As researchers in the Lifting the burden of disease. The modernisation of health in the Netherlands: Amsterdam 1854-1940, we are well aware of the death toll of measles throughout the late nineteenth- and early twentieth century. As such, I would never characterise measles as an innocent disease. Before vaccination, a new epidemic outbreak came along every few years, wreaking havoc among the new virgin population of children that had been born and had not yet been exposed to an outbreak. And every few years the disease would cull a considerable portion of children. As living standards, sanitation, and public health improved throughout the late nineteenth and early twentieth centuries,the chances of dying from many of the typical childhood diseases decreased. However, measles continued to cause many lethal spikes well into the twentieth century. Eventually, measles mortality did also decline, although the disease did not disappear. Children’s overall disease burden due to infectious diseases decreased which led to lower mortality of measles as well. However, this did not make the disease innocent. Complications could and can still occur, with lethal consequences. In the nineteenth century, pneumonia and meningitis, for example, were already well-known complications that could occur a couple of weeks after the infection had started. Modern day medicine has, however, discovered that measles can cause lethal meningitis up to seven years after infection.
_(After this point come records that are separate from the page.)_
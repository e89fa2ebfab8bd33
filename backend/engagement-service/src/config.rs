/// Configuration management for Engagement Service
///
/// Loads configuration from environment variables. Unset variables fall back
/// to defaults; set but unparseable ones are rejected.
use anyhow::{Context, Result};
use resilience::{RetryConfig, TimeoutConfig};
use serde::{Deserialize, Serialize};
use std::fmt;
use std::str::FromStr;
use std::time::Duration;

use crate::error::ServiceError;

/// Main application configuration
#[derive(Debug, Clone, Serialize, Deserialize)]
pub struct Config {
    /// Application settings
    pub app: AppConfig,
    /// Aggregate store settings
    pub store: StoreConfig,
    /// Engagement write policy
    pub engagement: EngagementConfig,
}

/// Application settings
#[derive(Debug, Clone, Serialize, Deserialize)]
pub struct AppConfig {
    /// Application environment (development, staging, production)
    pub env: String,
    /// Server host to bind to
    pub host: String,
    /// HTTP port
    pub http_port: u16,
}

#[derive(Debug, Clone, Copy, PartialEq, Eq, Serialize, Deserialize)]
#[serde(rename_all = "lowercase")]
pub enum StoreBackend {
    Memory,
    Postgres,
}

impl FromStr for StoreBackend {
    type Err = String;

    fn from_str(s: &str) -> std::result::Result<Self, Self::Err> {
        match s.trim().to_ascii_lowercase().as_str() {
            "memory" => Ok(StoreBackend::Memory),
            "postgres" | "postgresql" => Ok(StoreBackend::Postgres),
            other => Err(format!("unknown store backend '{}'", other)),
        }
    }
}

impl fmt::Display for StoreBackend {
    fn fmt(&self, f: &mut fmt::Formatter<'_>) -> fmt::Result {
        match self {
            StoreBackend::Memory => f.write_str("memory"),
            StoreBackend::Postgres => f.write_str("postgres"),
        }
    }
}

/// Aggregate store configuration
#[derive(Debug, Clone, Serialize, Deserialize)]
pub struct StoreConfig {
    pub backend: StoreBackend,
    /// Only present for the postgres backend
    pub database: Option<DatabaseConfig>,
    /// Deadline for a single store call
    #[serde(default = "default_store_timeout_ms")]
    pub timeout_ms: u64,
}

/// Database configuration
#[derive(Debug, Clone, Serialize, Deserialize)]
pub struct DatabaseConfig {
    /// Database URL
    pub url: String,
    /// Max connections in pool
    #[serde(default = "default_max_connections")]
    pub max_connections: u32,
    /// Min connections in pool
    #[serde(default = "default_min_connections")]
    pub min_connections: u32,
}

#[derive(Debug, Clone, Serialize, Deserialize)]
pub struct EngagementConfig {
    /// Retries after a lost version race on a conditional write
    #[serde(default = "default_max_retries")]
    pub max_retries: u32,
    #[serde(default = "default_initial_backoff_ms")]
    pub initial_backoff_ms: u64,
}

// Default values
fn default_http_port() -> u16 {
    8010
}

fn default_max_connections() -> u32 {
    20
}

fn default_min_connections() -> u32 {
    5
}

fn default_store_timeout_ms() -> u64 {
    5000
}

fn default_max_retries() -> u32 {
    3
}

fn default_initial_backoff_ms() -> u64 {
    20
}

impl Config {
    /// Load configuration from environment variables
    pub fn from_env() -> Result<Self> {
        let app = AppConfig {
            env: std::env::var("APP_ENV").unwrap_or_else(|_| "development".to_string()),
            host: std::env::var("APP_HOST").unwrap_or_else(|_| "0.0.0.0".to_string()),
            http_port: parse_env("PORT", default_http_port)?,
        };

        let backend = parse_env("STORE_BACKEND", || StoreBackend::Memory)?;
        let database = match backend {
            StoreBackend::Postgres => Some(DatabaseConfig {
                url: std::env::var("DATABASE_URL")
                    .context("DATABASE_URL must be set when STORE_BACKEND=postgres")?,
                max_connections: parse_env("DB_MAX_CONNECTIONS", default_max_connections)?,
                min_connections: parse_env("DB_MIN_CONNECTIONS", default_min_connections)?,
            }),
            StoreBackend::Memory => None,
        };

        if let Some(db) = &database {
            if db.min_connections > db.max_connections {
                return Err(ServiceError::Config(format!(
                    "DB_MIN_CONNECTIONS ({}) exceeds DB_MAX_CONNECTIONS ({})",
                    db.min_connections, db.max_connections
                ))
                .into());
            }
        }

        let store = StoreConfig {
            backend,
            database,
            timeout_ms: parse_env("STORE_TIMEOUT_MS", default_store_timeout_ms)?,
        };
        if store.timeout_ms == 0 {
            return Err(ServiceError::Config("STORE_TIMEOUT_MS must be positive".into()).into());
        }

        let engagement = EngagementConfig {
            max_retries: parse_env("LIKE_TOGGLE_MAX_RETRIES", default_max_retries)?,
            initial_backoff_ms: parse_env("RETRY_INITIAL_BACKOFF_MS", default_initial_backoff_ms)?,
        };

        Ok(Config {
            app,
            store,
            engagement,
        })
    }
}

impl StoreConfig {
    pub fn timeout(&self) -> TimeoutConfig {
        TimeoutConfig {
            duration: Duration::from_millis(self.timeout_ms),
        }
    }
}

impl EngagementConfig {
    /// Retry policy for version conflicts of conditional writes
    pub fn retry_config(&self) -> RetryConfig {
        RetryConfig {
            max_retries: self.max_retries,
            initial_backoff: Duration::from_millis(self.initial_backoff_ms),
            ..RetryConfig::default()
        }
    }
}

fn parse_env<T, D>(name: &str, default: D) -> std::result::Result<T, ServiceError>
where
    T: FromStr,
    T::Err: fmt::Display,
    D: FnOnce() -> T,
{
    match std::env::var(name) {
        Ok(raw) => raw
            .trim()
            .parse()
            .map_err(|e| ServiceError::Config(format!("invalid {}='{}': {}", name, raw, e))),
        Err(_) => Ok(default()),
    }
}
Moreover, recent research has shown that measles was not an equally distributed disease. Mid-nineteenth century children belonging to the lower classes had higher chances of dying of measles compared to their more well-to-do counterparts. Apparently, the higher social classes were already able to shield their children, probably either because their children were less exposed, or better fed, which could improve their resistance. Children like Albert and Elizabeth were less fortunate. Their father was a stonecutter, which required some skill, and the family was therefore not amongst the most destitute in the city. However, the family lived in one of the poorest neighbourhoods of Amsterdam, which rendered their position more precarious. Perhaps if we learned more about the lives of Albert and Elizabeth, we would be more vigorous in our battle against such a dangerous and ultimately unfair disease.